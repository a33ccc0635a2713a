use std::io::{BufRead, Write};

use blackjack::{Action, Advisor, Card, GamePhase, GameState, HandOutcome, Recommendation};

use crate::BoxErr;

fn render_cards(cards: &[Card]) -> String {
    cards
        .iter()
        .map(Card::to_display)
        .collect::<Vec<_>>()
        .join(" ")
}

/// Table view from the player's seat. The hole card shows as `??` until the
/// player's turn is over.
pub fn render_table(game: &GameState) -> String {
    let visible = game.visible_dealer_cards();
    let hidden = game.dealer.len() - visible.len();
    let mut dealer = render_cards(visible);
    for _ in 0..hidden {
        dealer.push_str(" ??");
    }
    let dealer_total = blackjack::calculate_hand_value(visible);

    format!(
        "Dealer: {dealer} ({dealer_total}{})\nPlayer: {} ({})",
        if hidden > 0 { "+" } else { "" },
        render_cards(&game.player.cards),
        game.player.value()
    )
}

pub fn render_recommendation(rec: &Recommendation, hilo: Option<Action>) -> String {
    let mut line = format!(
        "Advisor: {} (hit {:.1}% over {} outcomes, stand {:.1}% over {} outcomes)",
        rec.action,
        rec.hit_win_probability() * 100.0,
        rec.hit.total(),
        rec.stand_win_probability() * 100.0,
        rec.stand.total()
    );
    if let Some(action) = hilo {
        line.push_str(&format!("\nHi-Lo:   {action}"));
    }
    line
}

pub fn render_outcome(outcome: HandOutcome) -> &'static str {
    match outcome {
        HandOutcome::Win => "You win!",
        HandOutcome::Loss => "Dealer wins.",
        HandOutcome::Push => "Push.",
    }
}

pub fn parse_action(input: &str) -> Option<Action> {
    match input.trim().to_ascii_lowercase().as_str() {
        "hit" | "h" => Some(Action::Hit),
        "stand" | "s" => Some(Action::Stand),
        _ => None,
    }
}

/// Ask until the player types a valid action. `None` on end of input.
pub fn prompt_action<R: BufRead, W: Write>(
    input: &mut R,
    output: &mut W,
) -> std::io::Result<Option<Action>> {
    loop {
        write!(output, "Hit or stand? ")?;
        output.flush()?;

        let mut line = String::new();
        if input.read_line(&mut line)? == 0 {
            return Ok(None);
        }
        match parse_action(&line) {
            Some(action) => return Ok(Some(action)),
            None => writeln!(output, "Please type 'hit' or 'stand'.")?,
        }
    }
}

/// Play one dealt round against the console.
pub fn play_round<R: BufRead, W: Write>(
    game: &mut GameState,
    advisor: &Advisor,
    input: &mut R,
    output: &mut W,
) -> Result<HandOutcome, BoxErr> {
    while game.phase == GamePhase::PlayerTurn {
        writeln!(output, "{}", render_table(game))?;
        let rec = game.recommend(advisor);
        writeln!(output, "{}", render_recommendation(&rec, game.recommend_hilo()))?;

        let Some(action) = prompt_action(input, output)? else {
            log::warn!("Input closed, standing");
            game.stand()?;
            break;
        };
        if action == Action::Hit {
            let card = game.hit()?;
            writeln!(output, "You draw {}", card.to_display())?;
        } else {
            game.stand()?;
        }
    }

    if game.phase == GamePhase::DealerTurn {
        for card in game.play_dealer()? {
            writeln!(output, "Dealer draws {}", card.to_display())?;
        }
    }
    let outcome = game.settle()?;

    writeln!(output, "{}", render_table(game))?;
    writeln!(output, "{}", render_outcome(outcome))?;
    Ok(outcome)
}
──────────
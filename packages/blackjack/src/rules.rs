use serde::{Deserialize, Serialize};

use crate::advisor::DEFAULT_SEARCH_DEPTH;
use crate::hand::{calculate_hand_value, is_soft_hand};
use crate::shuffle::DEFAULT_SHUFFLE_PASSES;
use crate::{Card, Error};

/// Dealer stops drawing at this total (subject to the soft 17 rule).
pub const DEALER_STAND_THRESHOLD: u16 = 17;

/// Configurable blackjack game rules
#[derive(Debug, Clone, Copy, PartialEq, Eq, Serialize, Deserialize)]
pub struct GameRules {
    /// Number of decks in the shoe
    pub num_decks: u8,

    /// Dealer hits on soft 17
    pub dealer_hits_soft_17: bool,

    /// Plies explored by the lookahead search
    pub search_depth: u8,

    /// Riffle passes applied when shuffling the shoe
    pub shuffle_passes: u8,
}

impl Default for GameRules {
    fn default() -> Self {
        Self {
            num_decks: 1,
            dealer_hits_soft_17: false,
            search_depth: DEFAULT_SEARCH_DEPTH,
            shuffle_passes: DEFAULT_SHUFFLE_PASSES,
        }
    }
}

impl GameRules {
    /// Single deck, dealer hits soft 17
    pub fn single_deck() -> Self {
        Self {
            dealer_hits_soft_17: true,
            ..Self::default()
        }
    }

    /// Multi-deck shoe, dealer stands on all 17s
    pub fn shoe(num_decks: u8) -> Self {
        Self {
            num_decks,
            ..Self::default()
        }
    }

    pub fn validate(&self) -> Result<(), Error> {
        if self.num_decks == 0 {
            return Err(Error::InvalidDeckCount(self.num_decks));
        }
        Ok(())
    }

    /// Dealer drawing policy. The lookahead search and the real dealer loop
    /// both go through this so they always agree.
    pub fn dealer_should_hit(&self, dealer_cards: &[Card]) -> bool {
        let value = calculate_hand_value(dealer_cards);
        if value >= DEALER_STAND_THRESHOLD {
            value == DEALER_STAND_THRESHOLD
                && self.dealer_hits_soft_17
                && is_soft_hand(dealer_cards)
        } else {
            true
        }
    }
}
──────────
Your task:
Whenever a line of the listing above holds the string "GamePhase", include it in the count, and report only the final number.

Answer to this problem:
3